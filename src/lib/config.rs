use crate::paths::expand_tilde;
use chrono::Utc;
use fgoxide::io::Io;
use itertools::Itertools;
use serde::{Deserialize, Deserializer, Serialize};
use serde_aux::field_attributes::deserialize_string_from_number;
use std::fmt::{self, Display};
use std::io::Write;
use std::path::{Path, PathBuf};
use thiserror::Error;

/// Name of the sub-directory of the raw data directory holding one FASTQ directory per sample.
pub const FASTQ_SUBDIR: &str = "fastq";
/// Name of the sub-directory of the raw data directory holding the tissue images.
pub const IMAGES_SUBDIR: &str = "images";

/// Errors raised while loading or validating a [`PipelineConfig`].
#[derive(Debug, Error)]
pub enum ConfigError {
    #[error("Could not open the configuration file: {0}")]
    Open(#[from] fgoxide::FgError),
    #[error("The configuration is not valid JSON or is missing a key: {0}")]
    Json(#[from] serde_json::Error),
    #[error("Could not write the configuration file: {0}")]
    Write(#[from] std::io::Error),
    #[error("The following errors with the configuration were detected:\n{0}")]
    Invalid(String),
}

/// The reference genome a pipeline aligns against.
#[derive(Clone, Copy, Debug, PartialEq, Eq, Deserialize, Serialize)]
#[serde(rename_all = "lowercase")]
pub enum Reference {
    Human,
    Mouse,
}

impl Reference {
    /// The directory name of the extracted reference, relative to the genome directory.
    #[must_use]
    pub fn version(self) -> &'static str {
        match self {
            Reference::Human => "refdata-gex-GRCh38-2020-A",
            Reference::Mouse => "refdata-gex-mm10-2020-A",
        }
    }
}

impl Display for Reference {
    fn fmt(&self, f: &mut fmt::Formatter<'_>) -> fmt::Result {
        match self {
            Reference::Human => write!(f, "human"),
            Reference::Mouse => write!(f, "mouse"),
        }
    }
}

/// How the capture area of a sample is identified to Space Ranger.
#[derive(Clone, Debug, PartialEq, Eq)]
pub enum SlideAddress<'a> {
    Known { slide: &'a str, area: &'a str },
    Unknown,
}

/// Treats `null`, a missing key, and an empty or blank string all as "not set".
fn deserialize_blank_as_none<'de, D>(deserializer: D) -> Result<Option<String>, D::Error>
where
    D: Deserializer<'de>,
{
    let value: Option<String> = Option::deserialize(deserializer)?;
    Ok(value.filter(|s| !s.trim().is_empty()))
}

/// A single Visium sample: where to fetch its reads from and how to describe it to Space Ranger.
#[derive(Clone, Debug, PartialEq, Eq, Deserialize, Serialize)]
pub struct Sample {
    /// name of the sample, also used as the name of its FASTQ directory
    pub name: String,
    /// SRA accession of the sequencing run
    #[serde(rename = "FASTQ")]
    pub fastq: String,
    /// tissue image, relative paths are resolved against the raw data `images` directory
    pub image: PathBuf,
    /// slide serial number, if known
    #[serde(default, deserialize_with = "deserialize_blank_as_none")]
    pub slide: Option<String>,
    /// capture area on the slide, if known
    #[serde(default, deserialize_with = "deserialize_blank_as_none")]
    pub area: Option<String>,
}

impl Display for Sample {
    fn fmt(&self, f: &mut fmt::Formatter<'_>) -> fmt::Result {
        write!(f, "Sample {{ name: {}\tFASTQ: {} }}", self.name, self.fastq)
    }
}

impl Sample {
    /// Returns the slide and area when both are set, [`SlideAddress::Unknown`] otherwise.
    #[must_use]
    pub fn slide_address(&self) -> SlideAddress<'_> {
        match (&self.slide, &self.area) {
            (Some(slide), Some(area)) => SlideAddress::Known { slide, area },
            _ => SlideAddress::Unknown,
        }
    }
}

/// Notes written at the top of generated configurations.  Ignored by the pipeline.
#[derive(Clone, Debug, PartialEq, Eq, Deserialize, Serialize)]
pub struct ConfigMetadata {
    #[serde(rename = "File generation date")]
    pub generation_date: String,
    #[serde(rename = "Information")]
    pub information: String,
}

/// Everything needed to generate the download and processing scripts of a pipeline.
#[derive(Clone, Debug, PartialEq, Eq, Deserialize, Serialize)]
pub struct PipelineConfig {
    #[serde(default, skip_serializing_if = "Option::is_none")]
    pub metadata: Option<ConfigMetadata>,
    #[serde(rename = "pipeline name")]
    pub pipeline_name: String,
    /// Shell command making the SRA toolkit available, e.g. `module load sra-toolkit`.
    #[serde(rename = "sratoolkit activation")]
    pub sratoolkit_activation: String,
    #[serde(rename = "space ranger directory")]
    pub space_ranger_directory: PathBuf,
    #[serde(rename = "genome directory")]
    pub genome_directory: PathBuf,
    pub reference: Reference,
    #[serde(rename = "raw data directory")]
    pub raw_data_directory: PathBuf,
    #[serde(rename = "script directory")]
    pub script_directory: PathBuf,
    #[serde(rename = "result directory")]
    pub result_directory: PathBuf,
    /// Slide version passed to `--unknown-slide` for samples without slide and area.
    #[serde(deserialize_with = "deserialize_string_from_number")]
    pub version: String,
    pub samples: Vec<Sample>,
}

impl PipelineConfig {
    /// Parses a configuration from JSON text, expands `~` in its directories and validates it.
    /// # Errors
    ///   - If the text is not JSON, or is missing a required key.
    ///   - If the samples fail validation (see [`Self::validate`]).
    pub fn from_json_str(json: &str) -> Result<Self, ConfigError> {
        let config: Self = serde_json::from_str(json)?;
        config.resolve()
    }

    /// Loads a configuration from a JSON file.  See [`Self::from_json_str`].
    /// # Errors
    ///   - If the file cannot be opened or fails to parse or validate.
    pub fn from_file<P: AsRef<Path>>(path: &P) -> Result<Self, ConfigError> {
        let reader = Io::default().new_reader(path)?;
        let config: Self = serde_json::from_reader(reader)?;
        config.resolve()
    }

    /// Writes the configuration as pretty-printed JSON.
    /// # Errors
    ///   - If the file cannot be created or written.
    pub fn to_file<P: AsRef<Path>>(&self, path: &P) -> Result<(), ConfigError> {
        let mut writer = Io::default().new_writer(path)?;
        serde_json::to_writer_pretty(&mut writer, self)?;
        writeln!(writer)?;
        writer.flush()?;
        Ok(())
    }

    /// An example configuration with one sample whose slide is known and one whose isn't.
    #[must_use]
    pub fn example() -> Self {
        Self {
            metadata: Some(ConfigMetadata {
                generation_date: Utc::now().format("%Y-%m-%dT%H:%M:%SZ").to_string(),
                information: "Edit this file to add references to the 10X Visium data to \
                              process. Run `sr-helper help create-config` to see how to edit it."
                    .to_owned(),
            }),
            pipeline_name: "TEST PIPELINE".to_owned(),
            sratoolkit_activation: "module load StdEnv/2023 gcc/12.3 sra-toolkit/3.0.9".to_owned(),
            space_ranger_directory: PathBuf::from("~/visium/spaceranger-3.0.0"),
            genome_directory: PathBuf::from("~/visium/references"),
            reference: Reference::Human,
            raw_data_directory: PathBuf::from("~/visium/raw"),
            script_directory: PathBuf::from("~/visium/scripts"),
            result_directory: PathBuf::from("~/visium/results"),
            version: "visium-2".to_owned(),
            samples: vec![
                Sample {
                    name: "A1".to_owned(),
                    fastq: "SRR00000001".to_owned(),
                    image: PathBuf::from("A1_high_res.tiff"),
                    slide: Some("V19L29-096".to_owned()),
                    area: Some("A1".to_owned()),
                },
                Sample {
                    name: "B1".to_owned(),
                    fastq: "SRR00000002".to_owned(),
                    image: PathBuf::from("B1_high_res.tiff"),
                    slide: None,
                    area: None,
                },
            ],
        }
    }

    fn resolve(mut self) -> Result<Self, ConfigError> {
        for dir in [
            &mut self.space_ranger_directory,
            &mut self.genome_directory,
            &mut self.raw_data_directory,
            &mut self.script_directory,
            &mut self.result_directory,
        ] {
            *dir = expand_tilde(dir);
        }
        for sample in &mut self.samples {
            sample.image = expand_tilde(&sample.image);
        }
        self.validate()?;
        Ok(self)
    }

    /// Checks that:
    ///     - There is at least one sample
    ///     - Sample names are unique and no name or accession is blank
    ///     - Every sample has either both a slide and an area, or neither
    /// # Errors
    ///   - [`ConfigError::Invalid`] listing every problem found.
    pub fn validate(&self) -> Result<(), ConfigError> {
        let mut constraint_errors = vec![];

        if !self.samples.iter().map(|s| &s.name).all_unique() {
            constraint_errors
                .push("Each sample name must be unique, duplicate identified".to_owned());
        }
        for (index, sample) in self.samples.iter().enumerate() {
            if sample.name.trim().is_empty() {
                constraint_errors.push(format!("Sample {index} has an empty name"));
            }
            if sample.fastq.trim().is_empty() {
                constraint_errors.push(format!("Sample {index} has an empty FASTQ accession"));
            }
            if sample.slide.is_some() != sample.area.is_some() {
                constraint_errors.push(format!(
                    "Sample {index} ({}) must set both `slide` and `area`, or neither",
                    sample.name
                ));
            }
        }

        if constraint_errors.is_empty() {
            return Ok(());
        }
        let details =
            constraint_errors.iter().map(|reason| format!("    - {reason}")).join("\n");
        Err(ConfigError::Invalid(details))
    }

    /// Directory holding one FASTQ directory per sample.
    #[must_use]
    pub fn fastq_directory(&self) -> PathBuf {
        self.raw_data_directory.join(FASTQ_SUBDIR)
    }

    /// Directory against which relative image paths are resolved.
    #[must_use]
    pub fn images_directory(&self) -> PathBuf {
        self.raw_data_directory.join(IMAGES_SUBDIR)
    }

    /// Directory the reads of `sample` are downloaded into.
    #[must_use]
    pub fn sample_directory(&self, sample: &Sample) -> PathBuf {
        self.fastq_directory().join(&sample.name)
    }

    #[must_use]
    pub fn source_image(&self, sample: &Sample) -> PathBuf {
        if sample.image.is_absolute() {
            sample.image.clone()
        } else {
            self.images_directory().join(&sample.image)
        }
    }

    /// Path of the extracted reference transcriptome selected by [`Self::reference`].
    #[must_use]
    pub fn transcriptome(&self) -> PathBuf {
        self.genome_directory.join(self.reference.version())
    }
}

• • •

How to complete this task: Each line that has the word "impl" counts once. How many such lines are in the data? Give the number alone.

Exercise solution: 5